To clarify, divorce is the term used to define the end of a marital union and involves separating from your former spouse in name, current and future assets, as well as other areas such as debts and other obligations.
However, if you and your partner are looking to begin the divorce process, you will likely have some questions. In this article, 5 of the most commonly searched questions related to divorce, specifically in the UK, are answered.
How Long Do You Need To Be Married Before You Can Divorce?
To divorce in the UK, you need to have been married for a minimum of 12 months.

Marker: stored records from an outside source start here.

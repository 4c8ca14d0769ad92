use std::error::Error;
use std::path::PathBuf;

use clap::Args;
use log::info;
use sprob_exp::{run_experiment, write_report, ExperimentPlan};

#[derive(Args, Debug)]
pub struct RunArgs {
    /// YAML plan; the classic ordered/random experiment when omitted.
    #[arg(long)]
    pub plan: Option<PathBuf>,
    /// Directory receiving the tier files, summary and manifest.
    #[arg(long)]
    pub out: PathBuf,
    /// Override the number of trials per tier.
    #[arg(long)]
    pub trials: Option<usize>,
    /// Override the largest tier exponent.
    #[arg(long)]
    pub max_power: Option<u32>,
}

pub fn run(args: &RunArgs) -> Result<(), Box<dyn Error>> {
    let mut plan = match &args.plan {
        Some(path) => ExperimentPlan::load(path)?,
        None => ExperimentPlan::reference(),
    };
    if let Some(trials) = args.trials {
        plan.trials = trials;
    }
    if let Some(max_power) = args.max_power {
        plan.max_power = max_power;
    }
    let report = run_experiment(&plan)?;
    let manifest = write_report(&args.out, &plan, &report)?;
    info!("plan {} finished", manifest.plan_hash);
    println!("{}", args.out.join(sprob_exp::MANIFEST_FILE).display());
    Ok(())
}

You can separate before this deadline, but even with the ‘no-faults’ divorce, which came into action in the UK in 2022, you still need this deadline at a minimum to divorce. If you are looking to begin the divorce process, you will need the help of a family solicitor and should contact an experienced team like Simon Law to help you.
What Are The Grounds For Divorce?
As the name states, in the UK, from April 2022, you can divorce your partner in a no-fault divorce process. This means that, in essence, you have simply grown apart and no longer love each other.

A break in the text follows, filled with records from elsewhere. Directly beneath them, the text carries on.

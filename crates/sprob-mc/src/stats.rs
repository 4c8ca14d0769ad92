use serde::{Deserialize, Serialize};
use sprob_core::{ErrorInfo, SprobError};

/// Summary of repeated estimations at one sample count.
#[derive(Debug, Clone, PartialEq, Serialize, Deserialize)]
pub struct TierStats {
    /// Draws per estimation.
    pub sample_count: u64,
    /// Number of estimations summarised.
    pub trials: usize,
    /// Mean estimate.
    pub mean: f64,
    /// Population variance of the estimates.
    pub variance: f64,
    /// Smallest estimate.
    pub min: f64,
    /// Largest estimate.
    pub max: f64,
    /// Exact probability the estimates are compared against, when known.
    pub reference: Option<f64>,
    /// Mean of `|estimate - reference|`, when a reference is known.
    pub mean_abs_error: Option<f64>,
}

impl TierStats {
    /// Summarises `estimates` obtained with `sample_count` draws each.
    pub fn from_estimates(
        sample_count: u64,
        estimates: &[f64],
        reference: Option<f64>,
    ) -> Result<Self, SprobError> {
        if estimates.is_empty() {
            return Err(SprobError::InvalidArgument(
                ErrorInfo::new("no-estimates", "tier statistics need at least one estimate")
                    .with_context("sample_count", sample_count),
            ));
        }
        let n = estimates.len() as f64;
        let mean = estimates.iter().sum::<f64>() / n;
        let variance = estimates
            .iter()
            .map(|&e| (e - mean) * (e - mean))
            .sum::<f64>()
            / n;
        let min = estimates.iter().copied().fold(f64::INFINITY, f64::min);
        let max = estimates.iter().copied().fold(f64::NEG_INFINITY, f64::max);
        let mean_abs_error =
            reference.map(|exact| estimates.iter().map(|&e| (e - exact).abs()).sum::<f64>() / n);
        Ok(Self {
            sample_count,
            trials: estimates.len(),
            mean,
            variance,
            min,
            max,
            reference,
            mean_abs_error,
        })
    }

    /// Standard deviation of the estimates.
    pub fn std_dev(&self) -> f64 {
        self.variance.sqrt()
    }
}

#[cfg(test)]
mod tests {
    use super::*;

    #[test]
    fn summarises_known_values() {
        let stats = TierStats::from_estimates(10, &[0.0, 0.5, 1.0], Some(0.5)).unwrap();
        assert_eq!(stats.trials, 3);
        assert!((stats.mean - 0.5).abs() < 1e-12);
        assert!((stats.variance - 1.0 / 6.0).abs() < 1e-12);
        assert_eq!(stats.min, 0.0);
        assert_eq!(stats.max, 1.0);
        assert!((stats.mean_abs_error.unwrap() - 1.0 / 3.0).abs() < 1e-12);
    }

    #[test]
    fn empty_tier_is_rejected() {
        assert!(TierStats::from_estimates(10, &[], None).is_err());
    }
}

However, you can still divorce your partner based on certain reasons, such as adultery, inappropriate behavior, or if you have been living apart for 2 years, or you were deserted and have not heard from them in around 5 years.
How Long Does Divorce Take?
A straightforward divorce can take between 4-6 months.
But, if you and your partner are not parting on amicable terms, then it can take a bit longer and will likely require multiple meetings to occur between you are your former spouse’s solicitor to discuss the assets and child access.
If there are divorces that are based around domestic abuse, these meetings are normally not required.
Is Mediation Required?
In most cases, yes, you and your former spouse will need to sit through mediation sessions, even if you are applying for a no-fault divorce.
These meetings will aim to get to the root cause of why you feel that you need to divorce and will aim around discuss finances and assets to reach a mutual agreement. If you have children together or own a home together, a resolution will likely be reached relating to these too.
Is Everything Divided 50/50?
In a word, no, it is exceedingly rare that in a divorce, everything is divided 50/50.
In most cases, you will get back what you paid for. If you jointly own a home but have children under the age of 18, the parent who has custody of the children for the majority of the time will get the house, but this is not a hard and fast rule. If you have signed a legally binding pre-nuptial or post-nuptial agreement, then you will receive exactly what was set down in these papers when you are divorcing.